Please tally the lines in the data below that include the string "actual", and reply with only the total.

(Stored items)
__________
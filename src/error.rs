//! Error taxonomy shared by every algorithm in the crate.
//!
//! Fatal conditions are raised as [`CoreError`]. Advisory, non-fatal
//! conditions (a stalled adaptive integration, a plateaued synchronization
//! run) are never part of this enum -- they are carried as a flag on the
//! relevant result type instead, since they do not prevent the caller from
//! using the result.

use thiserror::Error;

/// Fatal errors produced by construction or processing of any algorithm.
#[derive(Error, Debug, Clone, PartialEq)]
pub enum CoreError {
    /// Two points, or two ODE states, of different dimensionality were combined.
    #[error("dimension mismatch: expected {expected}, got {actual}")]
    DimensionMismatch { expected: usize, actual: usize },

    /// A grid topology's height/width do not multiply to the oscillator count,
    /// or a connection was requested on an unsupported topology kind.
    #[error("invalid topology: {0}")]
    InvalidTopology(String),

    /// An unrecognized solver tag was supplied where one of a known set was expected.
    #[error("unknown solver: {0}")]
    UnknownSolver(String),

    /// An unrecognized initial-phase distribution tag was supplied.
    #[error("unknown initialization: {0}")]
    UnknownInitialization(String),

    /// An unrecognized agglomerative linkage tag was supplied.
    #[error("unknown linkage: {0}")]
    UnknownLinkage(String),

    /// An unrecognized x-means splitting criterion tag was supplied.
    #[error("unknown splitting criterion: {0}")]
    UnknownSplittingCriterion(String),

    /// A parameter was out of its valid domain (negative radius, zero tolerance,
    /// more requested centers than available points, ...).
    #[error("invalid parameter: {0}")]
    InvalidParameter(String),
}

/// Convenience alias used throughout the crate.
pub type Result<T> = std::result::Result<T, CoreError>;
__________
=== Written solution ===
2